As dicas de Chimamanda Adichie para educar crianças feministas

0
As dicas de Chimamanda Adichie para educar crianças feministas

Em seu livro “Como educar crianças feministas”, Chimamanda Adichie nos dá valiosas dicas para formar uma geração mais consciente e crítica.

Foto divulgação

O desafio de educar uma criança

Acredito que se você pensa em ser pai ou mãe, o maior desafio a enfrentar seja a educação da criança. A educação é de responsabilidade dos pais. E, como se sabe, pais são aqueles que dão oportunidade, vida e dignidade a uma criança. São também os grandes responsáveis por todo o seu desenvolvimento.

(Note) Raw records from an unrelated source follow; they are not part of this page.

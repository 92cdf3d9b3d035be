//! End-to-end tests driving whole operation pipelines with in-memory requests.

use std::sync::Arc;

use daedalus_core::{
    handler_fn, ArgumentBinding, ErrorCategory, HandlerResult, OperationHandler, OperationSpec,
    Outcome, ParameterLocation, ParameterSpec, PipelineError, RequestBodySpec, Response,
};
use daedalus_middleware::{security_fn, OperationPipeline, PipelineOptions, ResponseExt};
use daedalus_test::{TestRequest, TestResponse};
use http::{Method, StatusCode};
use serde_json::{json, Value};

fn document() -> Value {
    json!({
        "components": {
            "schemas": {
                "NewPet": {
                    "type": "object",
                    "required": ["name"],
                    "properties": {
                        "name": {"type": "string", "minLength": 1},
                        "tag": {"type": "string"}
                    }
                }
            }
        }
    })
}

fn build(operation: OperationSpec, handler: Arc<dyn OperationHandler>) -> OperationPipeline {
    build_with(operation, handler, &PipelineOptions::default())
}

fn build_with(
    operation: OperationSpec,
    handler: Arc<dyn OperationHandler>,
    options: &PipelineOptions,
) -> OperationPipeline {
    OperationPipeline::build(operation, &document(), handler, options).unwrap()
}

/// Runs the pipeline and renders client errors the way a host would.
async fn send(pipeline: &OperationPipeline, request: TestRequest) -> TestResponse {
    let (request, path_params) = request.into_parts().unwrap();
    let response = match pipeline.handle(request, path_params).await {
        Ok(response) => response,
        Err(err) => {
            assert!(!err.is_fatal(), "unexpected fatal error: {err}");
            Response::from_pipeline_error(&err, None, true)
        }
    };
    TestResponse::from_response(response).await
}

fn echo_first_argument() -> Arc<dyn OperationHandler> {
    Arc::new(handler_fn(|_ctx, args| {
        let value = args.get(0).cloned().unwrap_or(Value::Null);
        Box::pin(async move { Ok(Outcome::Json(json!({ "value": value }))) })
    }))
}

fn get_pet_by_query() -> OperationSpec {
    OperationSpec::builder(Method::GET, "/pets")
        .operation_id("findPet")
        .parameter(
            ParameterSpec::new("id", ParameterLocation::Query)
                .required(true)
                .schema(json!({"type": "integer"})),
        )
        .bind(ArgumentBinding::parameter("id"))
        .build()
}

#[tokio::test]
async fn test_query_parameter_is_coerced_and_bound() {
    let pipeline = build(get_pet_by_query(), echo_first_argument());

    let res = send(&pipeline, TestRequest::get("/pets").query_param("id", "42")).await;

    res.assert_status(StatusCode::OK);
    assert_eq!(res.content_type(), Some("application/json"));
    assert_eq!(res.json::<Value>().unwrap(), json!({"value": 42}));
}

#[tokio::test]
async fn test_invalid_query_parameter_is_rejected() {
    let pipeline = build(get_pet_by_query(), echo_first_argument());

    let res = send(&pipeline, TestRequest::get("/pets").query_param("id", "abc")).await;

    res.assert_status(StatusCode::BAD_REQUEST);
    let message = res.error_message().unwrap();
    assert!(message.starts_with("Query parameter \"id\" is invalid"), "{message}");
}

#[tokio::test]
async fn test_missing_required_query_parameter() {
    let pipeline = build(get_pet_by_query(), echo_first_argument());

    let res = send(&pipeline, TestRequest::get("/pets")).await;

    res.assert_status(StatusCode::BAD_REQUEST);
    assert_eq!(
        res.error_message().as_deref(),
        Some("Query parameter \"id\" is required.")
    );
}

fn create_pet() -> OperationSpec {
    OperationSpec::builder(Method::POST, "/pets")
        .operation_id("createPet")
        .request_body(RequestBodySpec::new().required(true).content(
            "application/json",
            Some(json!({"$ref": "#/components/schemas/NewPet"})),
        ))
        .bind(ArgumentBinding::Body)
        .build()
}

#[tokio::test]
async fn test_body_is_validated_against_referenced_schema() {
    let pipeline = build(create_pet(), echo_first_argument());

    let res = send(&pipeline, TestRequest::post("/pets").json(&json!({"name": "Rex"}))).await;
    res.assert_status(StatusCode::OK);
    assert_eq!(res.json::<Value>().unwrap(), json!({"value": {"name": "Rex"}}));

    let res = send(&pipeline, TestRequest::post("/pets").json(&json!({}))).await;
    res.assert_status(StatusCode::BAD_REQUEST);
    let message = res.error_message().unwrap();
    assert!(message.starts_with("Invalid request body:"), "{message}");
    assert!(message.contains("name"), "{message}");
}

#[tokio::test]
async fn test_missing_required_body() {
    let pipeline = build(create_pet(), echo_first_argument());

    let res = send(&pipeline, TestRequest::post("/pets")).await;

    res.assert_status(StatusCode::BAD_REQUEST);
    assert_eq!(
        res.error_message().as_deref(),
        Some("Request body is required.")
    );
}

#[tokio::test]
async fn test_unsupported_body_content_type() {
    let pipeline = build(create_pet(), echo_first_argument());

    let res = send(
        &pipeline,
        TestRequest::post("/pets")
            .content_type("text/plain")
            .body("Rex"),
    )
    .await;

    res.assert_status(StatusCode::BAD_REQUEST);
    let message = res.error_message().unwrap();
    assert!(message.contains("text/plain is not supported"), "{message}");
    assert!(message.contains("application/json"), "{message}");
}

#[tokio::test]
async fn test_handler_result_is_applied() {
    let operation = OperationSpec::builder(Method::DELETE, "/pets/{id}")
        .operation_id("deletePet")
        .parameter(
            ParameterSpec::new("id", ParameterLocation::Path)
                .required(true)
                .schema(json!({"type": "string"})),
        )
        .build();
    let handler = Arc::new(handler_fn(|_ctx, _args| {
        Box::pin(async move {
            Ok(HandlerResult::new()
                .status(StatusCode::NO_CONTENT)
                .header("x-deleted", "true")
                .into())
        })
    }));
    let pipeline = build(operation, handler);

    let res = send(&pipeline, TestRequest::delete("/pets/{id}").path_param("id", "7")).await;

    res.assert_status(StatusCode::NO_CONTENT);
    assert_eq!(res.header_str("x-deleted"), Some("true"));
    assert!(res.is_empty());
}

#[tokio::test]
async fn test_result_after_headers_sent_is_fatal() {
    let operation = OperationSpec::builder(Method::GET, "/stream")
        .operation_id("streamEvents")
        .build();
    let handler = Arc::new(handler_fn(|ctx, _args| {
        Box::pin(async move {
            ctx.response_mut().flush_headers();
            Ok(Outcome::Json(json!({"late": true})))
        })
    }));
    let pipeline = build(operation, handler);

    let (request, path_params) = TestRequest::get("/stream").into_parts().unwrap();
    let err = pipeline.handle(request, path_params).await.unwrap_err();

    assert!(err.is_fatal());
    assert_eq!(err.category(), ErrorCategory::ContractViolation);
    assert!(err.to_string().contains("streamEvents"), "{err}");
}

#[tokio::test]
async fn test_non_json_result_is_fatal() {
    let operation = OperationSpec::builder(Method::GET, "/raw")
        .operation_id("rawThing")
        .build();
    let handler = Arc::new(handler_fn(|_ctx, _args| {
        Box::pin(async move { Ok(Outcome::other(17_u8)) })
    }));
    let pipeline = build(operation, handler);

    let (request, path_params) = TestRequest::get("/raw")
        .header("accept", "text/csv")
        .into_parts()
        .unwrap();
    let err = pipeline.handle(request, path_params).await.unwrap_err();

    assert!(matches!(err, PipelineError::ContractViolation { .. }));
    assert!(err.to_string().contains("text/csv"), "{err}");
}

#[tokio::test]
async fn test_invalid_path_parameter_is_not_found() {
    let operation = OperationSpec::builder(Method::GET, "/pets/{id}")
        .operation_id("getPet")
        .parameter(
            ParameterSpec::new("id", ParameterLocation::Path)
                .required(true)
                .schema(json!({"type": "integer"})),
        )
        .bind(ArgumentBinding::parameter("id"))
        .build();
    let pipeline = build(operation, echo_first_argument());

    let res = send(&pipeline, TestRequest::get("/pets/{id}").path_param("id", "abc")).await;
    res.assert_status(StatusCode::NOT_FOUND);

    let res = send(&pipeline, TestRequest::get("/pets/{id}").path_param("id", "9")).await;
    res.assert_status(StatusCode::OK);
    assert_eq!(res.json::<Value>().unwrap(), json!({"value": 9}));
}

#[tokio::test]
async fn test_security_runs_before_body_validation() {
    let options = PipelineOptions::new().with_security_scheme(
        "apiKey",
        security_fn(|ctx, _scopes| {
            let granted = ctx
                .header("x-api-key")
                .filter(|key| *key == "secret")
                .map(|_| json!({"user": "ann"}));
            Box::pin(async move { Ok(granted) })
        }),
    );
    let operation = OperationSpec::builder(Method::POST, "/pets")
        .operation_id("createPet")
        .security([("apiKey", Vec::new())])
        .request_body(RequestBodySpec::new().required(true).content(
            "application/json",
            Some(json!({"$ref": "#/components/schemas/NewPet"})),
        ))
        .bind(ArgumentBinding::security("apiKey"))
        .build();
    let pipeline = build_with(operation, echo_first_argument(), &options);

    let res = send(&pipeline, TestRequest::post("/pets").body("not json")).await;
    res.assert_status(StatusCode::UNAUTHORIZED);

    let res = send(
        &pipeline,
        TestRequest::post("/pets")
            .header("x-api-key", "secret")
            .json(&json!({"name": "Rex"})),
    )
    .await;
    res.assert_status(StatusCode::OK);
    assert_eq!(res.json::<Value>().unwrap(), json!({"value": {"user": "ann"}}));
}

Assim, em uma sociedade corrompida pelo “machismo estrutural”, onde simplesmente por ser “mulher” se sofre discriminação, educar uma menina ou um menino feminista é um grande desafio.

Sobre a autora e sua obra

Chimamanda Ngozi Adichie é uma escritora nigeriana e feminista. Sua escrita evidencia a luta por igualdades de gênero e também as tantas formas de desigualdades sociais. Ela é reconhecida como a mais importante escritora nigeriana e uma das mais importantes jovens autoras anglófonas de sucesso.

Em seu livro “Para educar crianças feministas“, dá dicas simples e precisas para uma formação equânime das crianças. Esse processo se iniciaria com uma justa distribuição de tarefas entre pais e mães.

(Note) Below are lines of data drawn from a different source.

//! # Daedalus Test
//!
//! In-memory helpers for exercising operation pipelines without a server.
//!
//! [`TestRequest`] builds the `(Request, PathParams)` pair a pipeline
//! consumes, as if a router had already matched the path. [`TestResponse`]
//! collects the response body and offers assertion-friendly accessors.
//!
//! ```
//! use daedalus_test::TestRequest;
//! use serde_json::json;
//!
//! let (request, path_params) = TestRequest::post("/pets/{id}")
//!     .path_param("id", "7")
//!     .query_param("dryRun", "true")
//!     .json(&json!({"name": "Rex"}))
//!     .into_parts()
//!     .unwrap();
//!
//! assert_eq!(request.uri(), "/pets/7?dryRun=true");
//! assert_eq!(request.headers()["content-type"], "application/json");
//! assert_eq!(path_params.get("id"), Some("7"));
//! ```

#![doc(html_root_url = "https://docs.rs/daedalus-test/0.1.0")]
#![warn(missing_docs)]
#![forbid(unsafe_code)]

mod error;
mod request;
mod response;

pub use error::TestError;
pub use request::TestRequest;
pub use response::TestResponse;
//! Configuration section types.

use daedalus_schema::CompilerOptions;
use daedalus_telemetry::{LogConfig, LogFormat, MetricsConfig};
use serde::{Deserialize, Serialize};

/// Logging section.
///
/// ```
/// use daedalus_config::{LogFormat, LoggingSection};
///
/// let section = LoggingSection::default();
/// assert_eq!(section.level, "info");
/// assert_eq!(section.format, LogFormat::Json);
/// ```
#[derive(Debug, Clone, Serialize, Deserialize, PartialEq, Eq)]
#[serde(deny_unknown_fields)]
pub struct LoggingSection {
    /// Whether to install a log subscriber.
    #[serde(default = "default_true")]
    pub enabled: bool,

    /// `EnvFilter` directive.
    #[serde(default = "default_log_level")]
    pub level: String,

    /// `json` or `pretty`.
    #[serde(default)]
    pub format: LogFormat,

    /// Colour pretty output.
    #[serde(default)]
    pub ansi_enabled: bool,
}

impl Default for LoggingSection {
    fn default() -> Self {
        Self {
            enabled: true,
            level: default_log_level(),
            format: LogFormat::Json,
            ansi_enabled: false,
        }
    }
}

impl LoggingSection {
    /// Expands the section into a full [`LogConfig`].
    ///
    /// Pretty output also turns on span events and file/line info.
    #[must_use]
    pub fn to_log_config(&self) -> LogConfig {
        let base = match self.format {
            LogFormat::Pretty => LogConfig::development(),
            LogFormat::Json => LogConfig::production(),
        };
        LogConfig {
            enabled: self.enabled,
            level: self.level.clone(),
            format: self.format,
            ansi: self.ansi_enabled,
            ..base
        }
    }
}

fn default_log_level() -> String {
    "info".to_string()
}

/// Schema compiler section.
#[derive(Debug, Clone, Copy, Serialize, Deserialize, PartialEq, Eq)]
#[serde(deny_unknown_fields)]
pub struct SchemaSection {
    /// Coerce scalar inputs to the declared type.
    #[serde(default = "default_true")]
    pub coerce_types: bool,

    /// Fill missing properties from `default`.
    #[serde(default = "default_true")]
    pub use_defaults: bool,
}

impl Default for SchemaSection {
    fn default() -> Self {
        Self {
            coerce_types: true,
            use_defaults: true,
        }
    }
}

impl From<SchemaSection> for CompilerOptions {
    fn from(section: SchemaSection) -> Self {
        Self {
            coerce_types: section.coerce_types,
            use_defaults: section.use_defaults,
        }
    }
}

/// Pipeline section.
#[derive(Debug, Clone, Copy, Serialize, Deserialize, PartialEq, Eq, Default)]
#[serde(deny_unknown_fields)]
pub struct PipelineSection {
    /// Send client error messages in responses. When unset every error
    /// envelope only carries the status reason phrase.
    #[serde(default)]
    pub expose_error_details: bool,
}

/// Metrics section.
#[derive(Debug, Clone, Serialize, Deserialize, PartialEq)]
#[serde(deny_unknown_fields)]
pub struct MetricsSection {
    /// Install the Prometheus recorder.
    #[serde(default = "default_true")]
    pub enabled: bool,

    /// Latency histogram buckets in seconds; empty keeps the built-in set.
    #[serde(default)]
    pub duration_buckets: Vec<f64>,
}

impl Default for MetricsSection {
    fn default() -> Self {
        Self {
            enabled: true,
            duration_buckets: Vec::new(),
        }
    }
}

impl MetricsSection {
    /// Converts into a [`MetricsConfig`].
    #[must_use]
    pub fn to_metrics_config(&self) -> MetricsConfig {
        let mut config = MetricsConfig {
            enabled: self.enabled,
            ..MetricsConfig::default()
        };
        if !self.duration_buckets.is_empty() {
            config.duration_buckets.clone_from(&self.duration_buckets);
        }
        config
    }
}

const fn default_true() -> bool {
    true
}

A autora busca reflexões dentro do feminismo e acredita que a educação infantil é o primeiro passo para a construção de uma sociedade mais justa. O texto foi escrito como uma carta para sua amiga, que acabara de se tornar mãe de uma linda menina, a Chizalum.

A independência feminina

Segundo Chimamanda, as mulheres precisam se sentir completas, buscar e batalhar por seus espaços no mercado de trabalho, seja quais forem suas formas de realização. Com isso, ressalta a importância de não abandonarem seus objetivos profissionais para dedicarem-se apenas à maternidade:

Por favor, não acredite na ideia de que maternidade e trabalho são mutuamente excludentes”.

Um grande tabu na educação de filhos diz respeito às atividades domésticas. Esta é, na maior parte das vezes, destinada às mulheres. Chimamanda deixa claro que as atividades devem ser compartilhadas, pois assim Chizalum e outras crianças poderão ter, desde cedo, boas referências.

“O trabalho de cuidar da casa e dos filhos não deveria ter gênero, e o que devemos perguntar não é se uma mulher consegue “dar conta de tudo”, e sim qual é a melhor maneira de apoiar o casal em suas duplas obrigações no emprego e no lar”.

É que a educação de uma criança é também sua construção e formação, pois sabemos que os primeiros anos são decisivos para a vida. Por isso a importância dos pais realizarem as funções juntos, dividindo tarefas para que ambos possam contribuir na educação dos filhos.

Os papéis de gênero

E quando ouvimos falar: isso é “coisa de menino”, isso é “coisa de menina”? Quem nunca ouviu? Nosso país tem até uma “ministra” que fala isso! Então, a autora deixa claro que “papéis de gênero” são totalmente absurdos.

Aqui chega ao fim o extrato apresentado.